Aim of the exercise:
Scan the listing and copy each line where the word "ResolverConfig" is present.

Supplied records:
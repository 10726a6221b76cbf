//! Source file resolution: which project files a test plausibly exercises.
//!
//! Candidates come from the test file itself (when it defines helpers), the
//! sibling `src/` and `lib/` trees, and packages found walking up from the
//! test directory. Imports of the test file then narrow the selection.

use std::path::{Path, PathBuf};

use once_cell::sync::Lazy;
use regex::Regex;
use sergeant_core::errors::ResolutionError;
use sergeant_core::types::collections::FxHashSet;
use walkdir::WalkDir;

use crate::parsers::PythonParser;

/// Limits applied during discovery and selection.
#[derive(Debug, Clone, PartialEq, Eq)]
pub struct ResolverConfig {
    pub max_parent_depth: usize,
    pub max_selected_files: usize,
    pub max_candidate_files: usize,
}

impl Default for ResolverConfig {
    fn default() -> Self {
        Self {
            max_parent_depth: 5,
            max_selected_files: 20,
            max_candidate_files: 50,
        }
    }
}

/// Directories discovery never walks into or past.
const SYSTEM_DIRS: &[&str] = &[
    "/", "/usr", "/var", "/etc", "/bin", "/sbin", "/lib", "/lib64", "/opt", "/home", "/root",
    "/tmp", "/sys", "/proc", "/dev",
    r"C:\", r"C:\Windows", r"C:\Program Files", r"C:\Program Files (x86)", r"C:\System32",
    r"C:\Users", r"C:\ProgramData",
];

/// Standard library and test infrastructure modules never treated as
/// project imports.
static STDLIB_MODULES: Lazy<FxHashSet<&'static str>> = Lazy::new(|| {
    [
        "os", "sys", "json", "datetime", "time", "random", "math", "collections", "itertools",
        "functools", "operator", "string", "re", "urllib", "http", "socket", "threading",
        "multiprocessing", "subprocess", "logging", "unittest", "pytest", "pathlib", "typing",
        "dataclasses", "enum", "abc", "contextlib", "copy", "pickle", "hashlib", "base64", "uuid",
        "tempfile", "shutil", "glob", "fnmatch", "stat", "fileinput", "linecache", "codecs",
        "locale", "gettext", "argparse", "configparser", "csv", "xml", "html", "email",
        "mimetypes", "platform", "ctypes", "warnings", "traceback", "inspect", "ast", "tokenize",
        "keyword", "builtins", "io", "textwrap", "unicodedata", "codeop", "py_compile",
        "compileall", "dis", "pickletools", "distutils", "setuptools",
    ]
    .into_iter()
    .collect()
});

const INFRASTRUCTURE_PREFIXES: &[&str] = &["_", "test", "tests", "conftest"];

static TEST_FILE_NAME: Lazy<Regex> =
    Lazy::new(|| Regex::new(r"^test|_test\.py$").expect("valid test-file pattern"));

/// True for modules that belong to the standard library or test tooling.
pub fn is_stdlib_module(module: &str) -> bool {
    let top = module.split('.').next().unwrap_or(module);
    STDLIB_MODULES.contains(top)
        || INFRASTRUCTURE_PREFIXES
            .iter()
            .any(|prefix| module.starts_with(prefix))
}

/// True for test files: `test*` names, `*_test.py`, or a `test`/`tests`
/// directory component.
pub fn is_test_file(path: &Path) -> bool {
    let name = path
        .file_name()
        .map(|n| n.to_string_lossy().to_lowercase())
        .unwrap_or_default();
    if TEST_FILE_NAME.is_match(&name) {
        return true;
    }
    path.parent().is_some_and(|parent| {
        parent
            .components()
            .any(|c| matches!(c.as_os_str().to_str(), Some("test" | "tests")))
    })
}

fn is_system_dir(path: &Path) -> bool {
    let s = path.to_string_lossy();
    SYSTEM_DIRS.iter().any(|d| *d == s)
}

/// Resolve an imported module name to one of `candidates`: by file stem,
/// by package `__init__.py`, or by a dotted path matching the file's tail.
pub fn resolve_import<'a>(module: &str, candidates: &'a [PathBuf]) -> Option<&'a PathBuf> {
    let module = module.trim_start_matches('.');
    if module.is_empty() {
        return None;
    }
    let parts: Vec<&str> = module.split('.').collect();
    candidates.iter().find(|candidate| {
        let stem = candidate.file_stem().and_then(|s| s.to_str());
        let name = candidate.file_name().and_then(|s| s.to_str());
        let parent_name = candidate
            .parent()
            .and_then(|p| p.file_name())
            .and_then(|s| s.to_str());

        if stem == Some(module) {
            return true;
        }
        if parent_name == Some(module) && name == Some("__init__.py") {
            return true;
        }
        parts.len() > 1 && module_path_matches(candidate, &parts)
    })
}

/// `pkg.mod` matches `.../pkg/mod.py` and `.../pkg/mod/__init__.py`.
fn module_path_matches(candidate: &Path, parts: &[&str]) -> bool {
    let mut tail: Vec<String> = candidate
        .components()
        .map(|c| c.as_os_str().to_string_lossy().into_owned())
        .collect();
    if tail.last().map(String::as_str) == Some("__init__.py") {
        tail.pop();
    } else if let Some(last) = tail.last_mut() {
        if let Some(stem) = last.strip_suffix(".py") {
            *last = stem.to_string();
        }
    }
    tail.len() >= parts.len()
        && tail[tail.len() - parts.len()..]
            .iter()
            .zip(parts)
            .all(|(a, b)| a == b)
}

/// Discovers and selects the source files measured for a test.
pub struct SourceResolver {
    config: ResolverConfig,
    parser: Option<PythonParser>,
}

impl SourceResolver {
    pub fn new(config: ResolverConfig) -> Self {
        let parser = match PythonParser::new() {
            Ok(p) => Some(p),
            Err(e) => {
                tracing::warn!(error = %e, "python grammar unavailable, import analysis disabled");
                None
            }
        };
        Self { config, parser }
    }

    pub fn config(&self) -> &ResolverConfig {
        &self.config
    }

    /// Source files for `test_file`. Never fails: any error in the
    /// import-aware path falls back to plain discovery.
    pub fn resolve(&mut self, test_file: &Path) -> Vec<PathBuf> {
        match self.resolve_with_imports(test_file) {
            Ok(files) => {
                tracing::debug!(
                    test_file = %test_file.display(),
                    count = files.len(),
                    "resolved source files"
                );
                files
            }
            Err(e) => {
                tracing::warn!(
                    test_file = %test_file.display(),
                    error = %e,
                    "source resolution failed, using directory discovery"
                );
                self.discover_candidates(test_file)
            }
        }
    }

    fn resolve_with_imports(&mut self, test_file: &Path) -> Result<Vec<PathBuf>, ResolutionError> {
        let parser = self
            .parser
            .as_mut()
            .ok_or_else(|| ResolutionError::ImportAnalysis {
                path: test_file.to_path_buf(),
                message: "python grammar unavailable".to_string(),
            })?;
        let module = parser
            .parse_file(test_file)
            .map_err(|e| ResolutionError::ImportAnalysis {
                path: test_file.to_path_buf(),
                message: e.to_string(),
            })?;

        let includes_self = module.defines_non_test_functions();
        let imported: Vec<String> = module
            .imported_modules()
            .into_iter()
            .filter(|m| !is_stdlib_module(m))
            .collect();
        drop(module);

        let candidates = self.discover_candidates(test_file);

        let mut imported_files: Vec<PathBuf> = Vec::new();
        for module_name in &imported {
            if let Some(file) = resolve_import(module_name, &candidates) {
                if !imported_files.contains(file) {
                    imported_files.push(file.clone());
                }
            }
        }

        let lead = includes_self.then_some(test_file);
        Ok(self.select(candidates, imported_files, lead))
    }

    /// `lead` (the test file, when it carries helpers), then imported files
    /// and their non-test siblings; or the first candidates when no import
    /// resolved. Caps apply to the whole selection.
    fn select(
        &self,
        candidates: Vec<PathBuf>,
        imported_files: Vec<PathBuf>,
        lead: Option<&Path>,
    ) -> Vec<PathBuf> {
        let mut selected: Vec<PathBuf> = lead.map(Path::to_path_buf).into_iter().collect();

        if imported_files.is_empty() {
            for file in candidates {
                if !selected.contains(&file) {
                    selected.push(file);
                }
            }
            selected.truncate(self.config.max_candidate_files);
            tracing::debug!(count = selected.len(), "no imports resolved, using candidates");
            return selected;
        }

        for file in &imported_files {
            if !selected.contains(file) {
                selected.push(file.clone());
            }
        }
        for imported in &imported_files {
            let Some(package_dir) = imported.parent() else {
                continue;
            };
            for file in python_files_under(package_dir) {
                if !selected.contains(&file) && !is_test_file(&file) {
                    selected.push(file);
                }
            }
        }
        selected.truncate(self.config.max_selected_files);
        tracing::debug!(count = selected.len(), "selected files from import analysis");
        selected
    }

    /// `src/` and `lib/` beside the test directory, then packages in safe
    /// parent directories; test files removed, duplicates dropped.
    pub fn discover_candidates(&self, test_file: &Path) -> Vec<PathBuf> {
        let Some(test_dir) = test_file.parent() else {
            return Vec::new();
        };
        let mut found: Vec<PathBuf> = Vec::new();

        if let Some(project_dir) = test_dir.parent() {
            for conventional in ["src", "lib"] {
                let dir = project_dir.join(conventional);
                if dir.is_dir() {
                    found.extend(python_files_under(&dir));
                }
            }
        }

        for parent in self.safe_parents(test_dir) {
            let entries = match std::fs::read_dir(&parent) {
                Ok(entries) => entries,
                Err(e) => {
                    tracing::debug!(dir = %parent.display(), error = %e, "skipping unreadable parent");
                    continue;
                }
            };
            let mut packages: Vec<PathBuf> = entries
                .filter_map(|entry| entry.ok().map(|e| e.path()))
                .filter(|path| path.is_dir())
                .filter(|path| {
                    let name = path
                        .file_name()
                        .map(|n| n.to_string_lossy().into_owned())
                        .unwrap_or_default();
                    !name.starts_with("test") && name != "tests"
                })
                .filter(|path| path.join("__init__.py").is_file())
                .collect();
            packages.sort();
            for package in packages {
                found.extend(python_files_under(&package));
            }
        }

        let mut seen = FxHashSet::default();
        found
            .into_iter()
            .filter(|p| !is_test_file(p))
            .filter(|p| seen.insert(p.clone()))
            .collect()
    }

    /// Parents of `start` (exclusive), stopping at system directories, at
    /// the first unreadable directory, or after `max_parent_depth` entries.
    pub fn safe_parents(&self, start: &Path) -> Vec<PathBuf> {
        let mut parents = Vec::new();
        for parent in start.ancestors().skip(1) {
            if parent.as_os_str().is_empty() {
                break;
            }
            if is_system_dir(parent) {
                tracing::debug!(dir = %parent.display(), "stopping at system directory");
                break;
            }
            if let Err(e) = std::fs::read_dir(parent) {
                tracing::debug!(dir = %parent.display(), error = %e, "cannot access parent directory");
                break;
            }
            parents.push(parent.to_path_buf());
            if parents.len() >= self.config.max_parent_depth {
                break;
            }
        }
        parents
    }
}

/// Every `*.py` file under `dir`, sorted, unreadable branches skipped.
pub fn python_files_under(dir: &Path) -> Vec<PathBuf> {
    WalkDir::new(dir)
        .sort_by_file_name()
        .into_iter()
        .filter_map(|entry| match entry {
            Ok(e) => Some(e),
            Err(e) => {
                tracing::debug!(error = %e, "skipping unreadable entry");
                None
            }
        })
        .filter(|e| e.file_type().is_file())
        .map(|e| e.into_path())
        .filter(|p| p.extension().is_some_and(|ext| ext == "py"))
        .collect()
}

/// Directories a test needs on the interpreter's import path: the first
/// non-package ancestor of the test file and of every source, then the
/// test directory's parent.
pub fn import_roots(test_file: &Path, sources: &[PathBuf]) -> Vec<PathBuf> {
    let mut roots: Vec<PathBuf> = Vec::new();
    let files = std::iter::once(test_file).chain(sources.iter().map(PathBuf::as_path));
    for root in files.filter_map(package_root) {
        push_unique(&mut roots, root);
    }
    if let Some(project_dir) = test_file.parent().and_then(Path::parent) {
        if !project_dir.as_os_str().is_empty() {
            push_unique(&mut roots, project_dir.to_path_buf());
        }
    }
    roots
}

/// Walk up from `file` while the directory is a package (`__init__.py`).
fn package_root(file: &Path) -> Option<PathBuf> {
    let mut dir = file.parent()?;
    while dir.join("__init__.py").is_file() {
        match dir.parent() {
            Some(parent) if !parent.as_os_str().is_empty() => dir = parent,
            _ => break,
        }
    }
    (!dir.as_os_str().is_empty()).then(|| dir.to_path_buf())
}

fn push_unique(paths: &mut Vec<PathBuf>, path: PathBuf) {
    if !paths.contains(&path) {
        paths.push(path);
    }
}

Result below:
pub struct ResolverConfig {
impl Default for ResolverConfig {
    config: ResolverConfig,
    pub fn new(config: ResolverConfig) -> Self {
    pub fn config(&self) -> &ResolverConfig {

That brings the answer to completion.